We get this question a lot. The short answer is “yes.” Natural Language Processing (NLP) is concerned with how to program computers to process and analyze large amounts of natural language data. One approach uses machine learning (ML) techniques. GLYNT is an ML system that is focused on delivering highly accurate data in the the form of label/data value from complex documents such as invoices, tables, forms and so on. So in some sense, GLYNT is dealing with non-natural language 🙂
Let’s take a look at some ML results for document classification and extracting unstructured data from documents:
- Dropbox: 87% accuracy after training on more than 300,000 invoices
- Cloudscan: 84% accuracy after training on more than 326,000 invoices
- Jatana.ai, #2: 75% accuracy after training on 153 documents using one ML method
- Jatana.ai, #3: 85% accuracy after training on more than 14,000 documents using another ML method
- GLYNT: 98% accuracy after training on 2 – 7 invoices
Other companies, such as butter.ai, acquired by Box, have used similar methods to accomplish the these tasks.

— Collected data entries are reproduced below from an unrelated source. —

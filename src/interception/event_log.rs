// src/interception/event_log.rs
//! Lock-free log of gate decisions
//!
//! A bounded MPMC queue the gate pushes into on every registration and
//! resume decision. When full, new events are dropped and counted rather
//! than blocking the resuming thread.

use crate::interception::task_identity::TaskIdentity;
use crate::utils::errors::{GateError, Result};
use chrono::{DateTime, Utc};
use crossbeam::queue::ArrayQueue;
use serde::Serialize;
use std::sync::atomic::{AtomicU64, Ordering};
use tracing::debug;

/// Kind of gate event
#[derive(Debug, Clone, PartialEq, Eq, Serialize)]
#[serde(rename_all = "snake_case")]
pub enum GateEventKind {
    Registered,
    ForcedErrorRegistered,
    PassedThrough,
    Suppressed,
    Released,
    ForcedFailureDelivered,
    CallbackDelivered,
    ResumeBlocked,
    ProtocolViolation,
}

/// One recorded gate event
#[derive(Debug, Clone, Serialize)]
pub struct GateEvent {
    pub identity: TaskIdentity,
    pub kind: GateEventKind,
    pub at: DateTime<Utc>,
}

impl GateEvent {
    pub fn new(identity: TaskIdentity, kind: GateEventKind) -> Self {
        Self {
            identity,
            kind,
            at: Utc::now(),
        }
    }
}

/// Bounded gate event log
pub struct GateEventLog {
    queue: ArrayQueue<GateEvent>,
    push_count: AtomicU64,
    drop_count: AtomicU64,
}

impl GateEventLog {
    /// Log holding at most `capacity` events; zero is rejected
    pub fn new(capacity: usize) -> Result<Self> {
        if capacity == 0 {
            return Err(GateError::ConfigError(
                "event log capacity must be at least 1".to_string(),
            ));
        }

        Ok(Self {
            queue: ArrayQueue::new(capacity),
            push_count: AtomicU64::new(0),
            drop_count: AtomicU64::new(0),
        })
    }

    /// Record an event (non-blocking)
    pub fn record(&self, identity: TaskIdentity, kind: GateEventKind) {
        match self.queue.push(GateEvent::new(identity, kind)) {
            Ok(()) => {
                self.push_count.fetch_add(1, Ordering::Relaxed);
            }
            Err(_) => {
                self.drop_count.fetch_add(1, Ordering::Relaxed);
            }
        }
    }

    /// Remove and return every queued event, oldest first
    pub fn drain(&self) -> Vec<GateEvent> {
        let mut events = Vec::with_capacity(self.queue.len());
        while let Some(event) = self.queue.pop() {
            events.push(event);
        }
        events
    }

    /// Drain queued events as a JSON array
    pub fn export_json(&self) -> Result<String> {
        let events = self.drain();
        debug!("Exporting {} gate events", events.len());
        serde_json::to_string_pretty(&events)
            .map_err(|e| GateError::ExportFailed(format!("JSON serialization error: {}", e)))
    }

    pub fn stats(&self) -> EventLogStats {
        EventLogStats {
            push_count: self.push_count.load(Ordering::Relaxed),
            drop_count: self.drop_count.load(Ordering::Relaxed),
            current_size: self.queue.len(),
            capacity: self.queue.capacity(),
        }
    }

    pub fn len(&self) -> usize {
        self.queue.len()
    }

    pub fn is_empty(&self) -> bool {
        self.queue.is_empty()
    }
}

/// Event log statistics
#[derive(Debug, Clone)]
pub struct EventLogStats {
    pub push_count: u64,
    pub drop_count: u64,
    pub current_size: usize,
    pub capacity: usize,
}

#[cfg(test)]
mod tests {
    use super::*;
    use std::sync::Arc;
    use std::thread;

    #[test]
    fn test_record_and_drain() {
        let log = GateEventLog::new(8).unwrap();
        let id = TaskIdentity::from_raw(3);

        log.record(id, GateEventKind::Registered);
        log.record(id, GateEventKind::Suppressed);

        let events = log.drain();
        assert_eq!(events.len(), 2);
        assert_eq!(events[0].kind, GateEventKind::Registered);
        assert_eq!(events[1].kind, GateEventKind::Suppressed);
        assert!(log.is_empty());
    }

    #[test]
    fn test_zero_capacity_rejected() {
        assert!(matches!(GateEventLog::new(0), Err(GateError::ConfigError(_))));
        assert_eq!(GateEventLog::new(1).unwrap().stats().capacity, 1);
    }

    #[test]
    fn test_full_log_drops() {
        let log = GateEventLog::new(2).unwrap();
        let id = TaskIdentity::from_raw(1);

        log.record(id, GateEventKind::Registered);
        log.record(id, GateEventKind::Suppressed);
        log.record(id, GateEventKind::Released);

        let stats = log.stats();
        assert_eq!(stats.push_count, 2);
        assert_eq!(stats.drop_count, 1);
        assert_eq!(stats.current_size, 2);
    }

    #[test]
    fn test_export_json() {
        let log = GateEventLog::new(4).unwrap();
        log.record(TaskIdentity::from_raw(9), GateEventKind::ForcedFailureDelivered);

        let json = log.export_json().unwrap();
        assert!(json.contains("\"identity\": 9"));
        assert!(json.contains("forced_failure_delivered"));
        assert!(log.is_empty());
    }

    #[test]
    fn test_concurrent_record() {
        let log = Arc::new(GateEventLog::new(1000).unwrap());
        let handles: Vec<_> = (0..10)
            .map(|i| {
                let log = Arc::clone(&log);
                thread::spawn(move || {
                    for _ in 0..100 {
                        log.record(TaskIdentity::from_raw(i), GateEventKind::PassedThrough);
                    }
                })
            })
            .collect();

        for handle in handles {
            handle.join().unwrap();
        }

        assert_eq!(log.stats().push_count, 1000);
        assert_eq!(log.len(), 1000);
    }
}
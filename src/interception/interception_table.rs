// src/interception/interception_table.rs
//! Interception table for protected tasks
//!
//! Maps a [`TaskIdentity`] to the state the gate needs while a task waits for
//! attestation. Every operation runs under a single lock, so a take is an
//! atomic check-and-remove and exactly one caller wins any race.
//!
//! Identities whose entry has been consumed keep a tombstone recording how
//! they were resolved. A tombstoned identity can never be registered again.

use crate::interception::task_identity::{CompletionCallback, TaskIdentity};
use crate::utils::errors::{ForcedFailure, GateError, Result};
use parking_lot::Mutex;
use serde::Serialize;
use std::collections::HashMap;
use std::fmt;
use std::time::{Duration, Instant};
use tracing::{debug, error, trace};

/// State held for a registered task
pub enum PendingEntry {
    /// Waiting for attestation; the callback is the only way back to the caller
    AwaitingCompletion(CompletionCallback),

    /// Must fail on the next resume attempt
    ForcedError(ForcedFailure),
}

impl fmt::Debug for PendingEntry {
    fn fmt(&self, f: &mut fmt::Formatter<'_>) -> fmt::Result {
        match self {
            PendingEntry::AwaitingCompletion(_) => f.write_str("AwaitingCompletion(..)"),
            PendingEntry::ForcedError(err) => f.debug_tuple("ForcedError").field(err).finish(),
        }
    }
}

/// Terminal outcome recorded in a tombstone
#[derive(Debug, Clone, Copy, PartialEq, Eq, Serialize)]
#[serde(rename_all = "snake_case")]
pub enum Resolution {
    /// Real resume was released
    Proceed,

    /// Failure delivered instead of sending
    Failed,
}

/// Result of feeding one resume attempt through the table
#[derive(Debug, PartialEq, Eq)]
pub enum ResumeTransition {
    /// Identity never registered
    Unprotected,

    /// First attempt on an awaiting task; withhold the resume
    Suppress,

    /// Attempt after suppression; entry removed, resume may run
    Release,

    /// Forced error consumed; deliver it instead of resuming
    Fail(ForcedFailure),

    /// Entry already consumed earlier
    AlreadyResolved(Resolution),
}

struct Slot {
    entry: PendingEntry,
    suppressed: bool,
}

struct Tombstone {
    resolution: Resolution,
    resolved_at: Instant,
}

#[derive(Default)]
struct TableState {
    pending: HashMap<TaskIdentity, Slot>,
    resolved: HashMap<TaskIdentity, Tombstone>,
}

impl TableState {
    fn resolve(&mut self, identity: TaskIdentity, resolution: Resolution) {
        self.resolved.insert(
            identity,
            Tombstone {
                resolution,
                resolved_at: Instant::now(),
            },
        );
    }
}

/// Table statistics
#[derive(Debug, Clone, Default, PartialEq, Eq, Serialize)]
pub struct TableStats {
    /// Entries registered and not yet consumed
    pub pending: usize,

    /// Pending entries whose first resume was withheld
    pub suppressed: usize,

    /// Tombstones
    pub resolved: usize,
}

/// Concurrency-safe store of pending interceptions
pub struct InterceptionTable {
    state: Mutex<TableState>,
}

impl InterceptionTable {
    pub fn new() -> Self {
        Self {
            state: Mutex::new(TableState::default()),
        }
    }

    /// Register a task that is waiting for attestation
    pub fn register(&self, identity: TaskIdentity, callback: CompletionCallback) -> Result<()> {
        self.insert(identity, PendingEntry::AwaitingCompletion(callback))
    }

    /// Register a task that must fail on its first resume attempt
    pub fn register_forced_error(&self, identity: TaskIdentity, failure: ForcedFailure) -> Result<()> {
        self.insert(identity, PendingEntry::ForcedError(failure))
    }

    fn insert(&self, identity: TaskIdentity, entry: PendingEntry) -> Result<()> {
        let mut state = self.state.lock();

        let detail = if state.pending.contains_key(&identity) {
            Some("task is already registered")
        } else if state.resolved.contains_key(&identity) {
            Some("task was already resolved and cannot be registered again")
        } else {
            None
        };

        if let Some(detail) = detail {
            drop(state);
            error!(%identity, ?entry, "Rejected registration: {}", detail);
            return Err(GateError::ProtocolViolation {
                identity,
                detail: detail.to_string(),
            });
        }

        trace!(%identity, ?entry, "Registered task");
        state.pending.insert(
            identity,
            Slot {
                entry,
                suppressed: false,
            },
        );
        Ok(())
    }

    /// Remove and return the callback of an awaiting task.
    ///
    /// Leaves forced-error entries untouched. A successful take resolves the
    /// identity as failed, since the caller now owns delivery of the result.
    pub fn take_if_awaiting(&self, identity: TaskIdentity) -> Option<CompletionCallback> {
        let mut state = self.state.lock();

        if !matches!(
            state.pending.get(&identity),
            Some(Slot {
                entry: PendingEntry::AwaitingCompletion(_),
                ..
            })
        ) {
            return None;
        }

        let slot = state.pending.remove(&identity)?;
        state.resolve(identity, Resolution::Failed);

        match slot.entry {
            PendingEntry::AwaitingCompletion(callback) => Some(callback),
            PendingEntry::ForcedError(_) => None,
        }
    }

    /// Remove and return the error of a forced-error task
    pub fn take_forced_error(&self, identity: TaskIdentity) -> Option<ForcedFailure> {
        let mut state = self.state.lock();

        if !matches!(
            state.pending.get(&identity),
            Some(Slot {
                entry: PendingEntry::ForcedError(_),
                ..
            })
        ) {
            return None;
        }

        let slot = state.pending.remove(&identity)?;
        state.resolve(identity, Resolution::Failed);

        match slot.entry {
            PendingEntry::ForcedError(failure) => Some(failure),
            PendingEntry::AwaitingCompletion(_) => None,
        }
    }

    /// True if the identity was ever registered, pending or resolved
    pub fn is_registered(&self, identity: TaskIdentity) -> bool {
        let state = self.state.lock();
        state.pending.contains_key(&identity) || state.resolved.contains_key(&identity)
    }

    /// True if the identity still holds an unconsumed entry
    pub fn is_pending(&self, identity: TaskIdentity) -> bool {
        self.state.lock().pending.contains_key(&identity)
    }

    /// Recorded outcome for a resolved identity
    pub fn resolution(&self, identity: TaskIdentity) -> Option<Resolution> {
        self.state
            .lock()
            .resolved
            .get(&identity)
            .map(|tombstone| tombstone.resolution)
    }

    /// Apply one resume attempt to the identity's state
    pub fn advance(&self, identity: TaskIdentity) -> ResumeTransition {
        let mut guard = self.state.lock();
        let state = &mut *guard;

        if let Some(tombstone) = state.resolved.get(&identity) {
            return ResumeTransition::AlreadyResolved(tombstone.resolution);
        }

        match state.pending.get_mut(&identity) {
            None => return ResumeTransition::Unprotected,
            Some(slot)
                if matches!(slot.entry, PendingEntry::AwaitingCompletion(_)) && !slot.suppressed =>
            {
                slot.suppressed = true;
                return ResumeTransition::Suppress;
            }
            Some(_) => {}
        }

        match state.pending.remove(&identity) {
            Some(Slot {
                entry: PendingEntry::AwaitingCompletion(_),
                ..
            }) => {
                state.resolve(identity, Resolution::Proceed);
                ResumeTransition::Release
            }
            Some(Slot {
                entry: PendingEntry::ForcedError(failure),
                ..
            }) => {
                state.resolve(identity, Resolution::Failed);
                ResumeTransition::Fail(failure)
            }
            None => ResumeTransition::Unprotected,
        }
    }

    /// Release a suppressed awaiting task once its attestation has finished.
    ///
    /// Only the Suppressed -> Resolved(Proceed) step returns true. Returns
    /// false if another resume already released the task, if it was failed,
    /// or if its first resume was never withheld.
    pub fn release_suppressed(&self, identity: TaskIdentity) -> bool {
        let mut state = self.state.lock();

        if !matches!(
            state.pending.get(&identity),
            Some(Slot {
                entry: PendingEntry::AwaitingCompletion(_),
                suppressed: true,
            })
        ) {
            return false;
        }

        state.pending.remove(&identity);
        state.resolve(identity, Resolution::Proceed);
        true
    }

    /// Drop the tombstone of a resolved identity, e.g. when its task is freed.
    ///
    /// Returns false if the identity is unknown or still pending.
    pub fn forget(&self, identity: TaskIdentity) -> bool {
        self.state.lock().resolved.remove(&identity).is_some()
    }

    /// Drop tombstones older than `max_age`; returns how many were removed
    pub fn prune_resolved(&self, max_age: Duration) -> usize {
        let mut state = self.state.lock();
        let before = state.resolved.len();
        let now = Instant::now();

        state
            .resolved
            .retain(|_, tombstone| now.duration_since(tombstone.resolved_at) < max_age);

        let removed = before - state.resolved.len();
        if removed > 0 {
            debug!("Pruned {} resolved task(s)", removed);
        }
        removed
    }

    pub fn stats(&self) -> TableStats {
        let state = self.state.lock();
        TableStats {
            pending: state.pending.len(),
            suppressed: state.pending.values().filter(|slot| slot.suppressed).count(),
            resolved: state.resolved.len(),
        }
    }

    /// Number of pending entries
    pub fn len(&self) -> usize {
        self.state.lock().pending.len()
    }

    pub fn is_empty(&self) -> bool {
        self.state.lock().pending.is_empty()
    }
}

impl Default for InterceptionTable {
    fn default() -> Self {
        Self::new()
    }
}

For example, healthcare records contains both precise numeric data, such as lab results, and wordy paragraphs of text, the clinical notes made by the doctor. Some ML techniques, often used by NLP specialists will be used to create summaries and extract context from the text. GLYNT can be used in the other parts of the record, delivering the precise numerical data with rigor. The mix is the winner.
So, when we’re asked the question “Is GLYNT NLP?” it won’t surprise you to hear that our answer is “Yes. And tell me about the problem you want to solve.”